(Data excerpts)
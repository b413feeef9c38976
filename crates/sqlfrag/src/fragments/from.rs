use super::RawSql;
use crate::builder::QueryBuilder;
use crate::error::SqlResult;
use crate::fragment::{Arg, Fragment, IntoFragment, Parens};
use std::fmt;
use std::sync::Arc;

/// `FROM source [AS alias] [options]`.
///
/// The source is a table ([`Alias`](super::Alias)), a sub-query, or a
/// [`Cte`](super::Cte), which is written by name only.
#[derive(Debug, Clone)]
pub struct FromClause {
    source: Arc<dyn Fragment>,
    alias: Option<String>,
    options: Option<RawSql>,
}

impl FromClause {
    pub fn new(source: impl IntoFragment) -> Self {
        Self {
            source: source.into_fragment(),
            alias: None,
            options: None,
        }
    }

    /// Alias a sub-query source.
    pub fn alias(&mut self, name: impl Into<String>) -> &mut Self {
        self.alias = Some(name.into());
        self
    }

    /// Raw text written after the source, e.g. a table hint.
    pub fn options(&mut self, options: RawSql) -> &mut Self {
        self.options = Some(options);
        self
    }

    pub fn source(&self) -> &dyn Fragment {
        self.source.as_ref()
    }

    /// Write the source, its alias and options without the `FROM` keyword.
    pub fn compile_source(&self, b: &mut QueryBuilder<'_>) -> SqlResult<()> {
        match self.source.source_alias() {
            Some(alias) => alias.compile(b)?,
            None => {
                b.write_fragment(self.source.as_ref(), Parens::SubQuery)?;
            }
        }
        if let Some(alias) = &self.alias {
            b.write(if b.options().table_as { " AS " } else { " " });
            b.write_name_part(alias);
        }
        if let Some(options) = &self.options {
            b.write(" ");
            options.compile(b)?;
        }
        Ok(())
    }

    /// Write the name other clauses use for this source. Returns `false`
    /// when the source has no name (an unaliased sub-query).
    pub fn write_reference(&self, b: &mut QueryBuilder<'_>) -> SqlResult<bool> {
        if let Some(alias) = &self.alias {
            b.write_name_part(alias);
            return Ok(true);
        }
        match self.source.source_alias() {
            Some(alias) => {
                alias.write_reference(b)?;
                Ok(true)
            }
            None => Ok(false),
        }
    }

    fn fmt_source(&self, f: &mut fmt::Formatter<'_>) -> fmt::Result {
        match self.source.source_alias() {
            Some(alias) => write!(f, "{alias}")?,
            None if self.source.precedence().is_sub_query() => write!(f, "({})", self.source)?,
            None => write!(f, "{}", self.source)?,
        }
        if let Some(alias) = &self.alias {
            write!(f, " AS {alias}")?;
        }
        if let Some(options) = &self.options {
            write!(f, " {options}")?;
        }
        Ok(())
    }
}

impl Fragment for FromClause {
    fn compile(&self, b: &mut QueryBuilder<'_>) -> SqlResult<()> {
        b.write("FROM ");
        self.compile_source(b)
    }
}

impl fmt::Display for FromClause {
    fn fmt(&self, f: &mut fmt::Formatter<'_>) -> fmt::Result {
        f.write_str("FROM ")?;
        self.fmt_source(f)
    }
}

#[derive(Debug, Clone, Copy, PartialEq, Eq)]
pub enum JoinKind {
    Inner,
    Left,
    Right,
    Full,
    Cross,
}

impl JoinKind {
    fn keyword(self) -> &'static str {
        match self {
            JoinKind::Inner => "INNER JOIN",
            JoinKind::Left => "LEFT JOIN",
            JoinKind::Right => "RIGHT JOIN",
            JoinKind::Full => "FULL JOIN",
            JoinKind::Cross => "CROSS JOIN",
        }
    }
}

/// `<kind> JOIN source [AS alias] [ON condition]`.
#[derive(Debug, Clone)]
pub struct JoinFrom {
    kind: JoinKind,
    from: FromClause,
    on: Option<Arg>,
}

impl JoinFrom {
    pub fn new(kind: JoinKind, source: impl IntoFragment) -> Self {
        Self {
            kind,
            from: FromClause::new(source),
            on: None,
        }
    }

    pub fn on(&mut self, condition: impl Into<Arg>) -> &mut Self {
        self.on = Some(condition.into());
        self
    }

    pub fn alias(&mut self, name: impl Into<String>) -> &mut Self {
        self.from.alias(name);
        self
    }

    pub fn options(&mut self, options: RawSql) -> &mut Self {
        self.from.options(options);
        self
    }

    pub fn kind(&self) -> JoinKind {
        self.kind
    }
}

impl Fragment for JoinFrom {
    fn compile(&self, b: &mut QueryBuilder<'_>) -> SqlResult<()> {
        match self.kind {
            JoinKind::Right => b.require(b.options().right_join_supported, "RIGHT JOIN")?,
            JoinKind::Full => b.require(b.options().full_join_supported, "FULL JOIN")?,
            _ => {}
        }
        b.write(self.kind.keyword()).write(" ");
        self.from.compile_source(b)?;
        if let Some(on) = &self.on {
            b.write(" ON ");
            b.write_value(on, Parens::Never)?;
        }
        Ok(())
    }
}

impl fmt::Display for JoinFrom {
    fn fmt(&self, f: &mut fmt::Formatter<'_>) -> fmt::Result {
        write!(f, "{} ", self.kind.keyword())?;
        self.from.fmt_source(f)?;
        if let Some(on) = &self.on {
            write!(f, " ON {on}")?;
        }
        Ok(())
    }
}
use super::Column;
use crate::builder::QueryBuilder;
use crate::error::{SqlError, SqlResult};
use crate::fragment::{Arg, Fragment, Parens, Precedence, fmt_args, write_args};
use std::fmt;

/// A comma-separated list of values: `IN (...)` operands, GROUP BY, VALUES rows.
///
/// Marked as a sub-query, so it is parenthesized wherever it is written as a
/// value.
#[derive(Debug, Clone, Default)]
pub struct ValList {
    items: Vec<Arg>,
}

impl ValList {
    pub fn new() -> Self {
        Self::default()
    }

    pub fn add(&mut self, value: impl Into<Arg>) -> &mut Self {
        self.items.push(value.into());
        self
    }

    pub fn add_many<I>(&mut self, values: I) -> &mut Self
    where
        I: IntoIterator,
        I::Item: Into<Arg>,
    {
        self.items.extend(values.into_iter().map(Into::into));
        self
    }

    /// Consuming form of [`ValList::add`].
    pub fn with(mut self, value: impl Into<Arg>) -> Self {
        self.items.push(value.into());
        self
    }

    pub fn items(&self) -> &[Arg] {
        &self.items
    }

    pub fn len(&self) -> usize {
        self.items.len()
    }

    pub fn is_empty(&self) -> bool {
        self.items.is_empty()
    }
}

impl<A: Into<Arg>> FromIterator<A> for ValList {
    fn from_iter<I: IntoIterator<Item = A>>(iter: I) -> Self {
        Self {
            items: iter.into_iter().map(Into::into).collect(),
        }
    }
}

impl Fragment for ValList {
    fn compile(&self, b: &mut QueryBuilder<'_>) -> SqlResult<()> {
        if self.items.is_empty() {
            return Err(SqlError::EmptyList("values"));
        }
        write_args(b, &self.items, ", ", Parens::SubQuery)
    }

    fn precedence(&self) -> Precedence {
        Precedence::SubQuery
    }
}

impl fmt::Display for ValList {
    fn fmt(&self, f: &mut fmt::Formatter<'_>) -> fmt::Result {
        fmt_args(f, &self.items, ", ")
    }
}

/// A comma-separated list of columns.
#[derive(Debug, Clone, Default)]
pub struct ColList {
    columns: Vec<Column>,
}

impl ColList {
    pub fn new() -> Self {
        Self::default()
    }

    pub fn add(&mut self, column: impl Into<Column>) -> &mut Self {
        self.columns.push(column.into());
        self
    }

    pub fn add_many<I>(&mut self, columns: I) -> &mut Self
    where
        I: IntoIterator,
        I::Item: Into<Column>,
    {
        self.columns.extend(columns.into_iter().map(Into::into));
        self
    }

    pub fn columns(&self) -> &[Column] {
        &self.columns
    }

    pub fn len(&self) -> usize {
        self.columns.len()
    }

    pub fn is_empty(&self) -> bool {
        self.columns.is_empty()
    }

    /// Compile the list, optionally leaving out every table qualifier.
    pub fn compile_columns(&self, b: &mut QueryBuilder<'_>, with_table: bool) -> SqlResult<()> {
        if self.columns.is_empty() {
            return Err(SqlError::EmptyList("columns"));
        }
        for column in &self.columns {
            column.compile_with(b, with_table)?;
            b.write(", ");
        }
        b.remove_last(2);
        Ok(())
    }
}

impl<C: Into<Column>> FromIterator<C> for ColList {
    fn from_iter<I: IntoIterator<Item = C>>(iter: I) -> Self {
        Self {
            columns: iter.into_iter().map(Into::into).collect(),
        }
    }
}

impl Fragment for ColList {
    fn compile(&self, b: &mut QueryBuilder<'_>) -> SqlResult<()> {
        self.compile_columns(b, true)
    }
}

impl fmt::Display for ColList {
    fn fmt(&self, f: &mut fmt::Formatter<'_>) -> fmt::Result {
        for (i, column) in self.columns.iter().enumerate() {
            if i > 0 {
                f.write_str(", ")?;
            }
            write!(f, "{column}")?;
        }
        Ok(())
    }
}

EXERCISE BRIEF. Lines that include the word "items" are to be extracted from the data above.

SOLUTION.
    items: Vec<Arg>,
        self.items.push(value.into());
        self.items.extend(values.into_iter().map(Into::into));
        self.items.push(value.into());
    pub fn items(&self) -> &[Arg] {
        &self.items
        self.items.len()
        self.items.is_empty()
            items: iter.into_iter().map(Into::into).collect(),
        if self.items.is_empty() {
        write_args(b, &self.items, ", ", Parens::SubQuery)
        fmt_args(f, &self.items, ", ")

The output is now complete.